A couple of predictions for this year:
- Java will become cool again
- JavaScript running on the JVM will be interesting
- Maven will become cool
Java
Java 8 will bring lambda functions into the fold and enhance its collections to support them. Functions as first-class objects are one of my favourite features of other languages such as JavaScript. What I like about them is the mainly the flow of writing code. With Java today there's a bit too much of a context switch when providing some type to handle lambda style behaviour. This can curb productivity.

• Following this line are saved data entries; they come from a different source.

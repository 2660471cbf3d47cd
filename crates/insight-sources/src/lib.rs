//! Insight Sources - external data source collaborators.
//!
//! This crate defines the three collaborator traits the scan pipeline consumes
//! and ships an HTTP implementation for each:
//!
//! - **Breach lookup** ([`BreachLookup`], [`HibpClient`]): breaches keyed by email,
//!   with a three-state [`BreachOutcome`] that keeps "verified empty" distinct
//!   from "unavailable"
//! - **Directory lookup** ([`DirectoryLookup`], [`WhopDirectoryClient`]): at most
//!   one member of a company scope, with a distinguished permission error
//! - **Profile scrape** ([`ProfileScraper`], [`GithubProfileScraper`]): profile
//!   fields plus linked accounts, including a one-level website deep scrape
//!
//! # Example
//!
//! ```rust,no_run
//! use insight_sources::{BreachLookup, BreachOutcome, HibpClient};
//! use insight_core::ApiKey;
//!
//! # async fn example() -> Result<(), Box<dyn std::error::Error>> {
//! let client = HibpClient::new(Some(ApiKey::new("hibp-key")))?;
//! match client.lookup_breaches("someone@example.com").await? {
//!     BreachOutcome::Found(records) => println!("{} breaches", records.len()),
//!     BreachOutcome::Empty => println!("clean"),
//!     BreachOutcome::Unavailable => println!("unknown"),
//! }
//! # Ok(())
//! # }
//! ```

#![warn(missing_docs)]
#![warn(clippy::all)]
#![warn(clippy::pedantic)]
#![allow(clippy::module_name_repetitions)]
#![allow(clippy::missing_errors_doc)]
#![allow(clippy::missing_panics_doc)]

pub mod error;
#[allow(missing_docs)]
pub mod fingerprint;
pub mod model;
pub mod parser;
pub mod platform;
pub mod providers;
pub mod source;

// Re-export commonly used types
pub use error::{Result, SourceError};
pub use model::{BreachOutcome, BreachRecord, DirectoryMember, LinkedAccount, ScrapedProfile};
pub use providers::{GithubProfileScraper, HibpClient, WhopDirectoryClient};
pub use source::{BreachLookup, DirectoryLookup, MemberQuery, ProfileScraper};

It is a shame that automatic property access isn't being incorporated as I think that this would be the final nail that pushes aside a few other JVM languages.
JavaScript on the JVM
Both Nashorn and DynJs will change the landscape in terms of running JavaScript on the JVM. I'm personally quite impressed with Mozilla's Rhino and have always found it to be quite functional. Having something that builds off of our API learnings and simultaneously runs much faster will make the JVM a first class platform for running JavaScript. Watch out Node.js… I'm suspecting that they'll be a nice JVM based equivalent coming along.
Maven
It seems to me that people's main issue with Maven is the XML pom file format. Its about time that we had a better DSL for POMs. Imagine what a JavaScript POM DSL would look like… My belief is that moving away from XML will make Maven appeal to many current naysayers.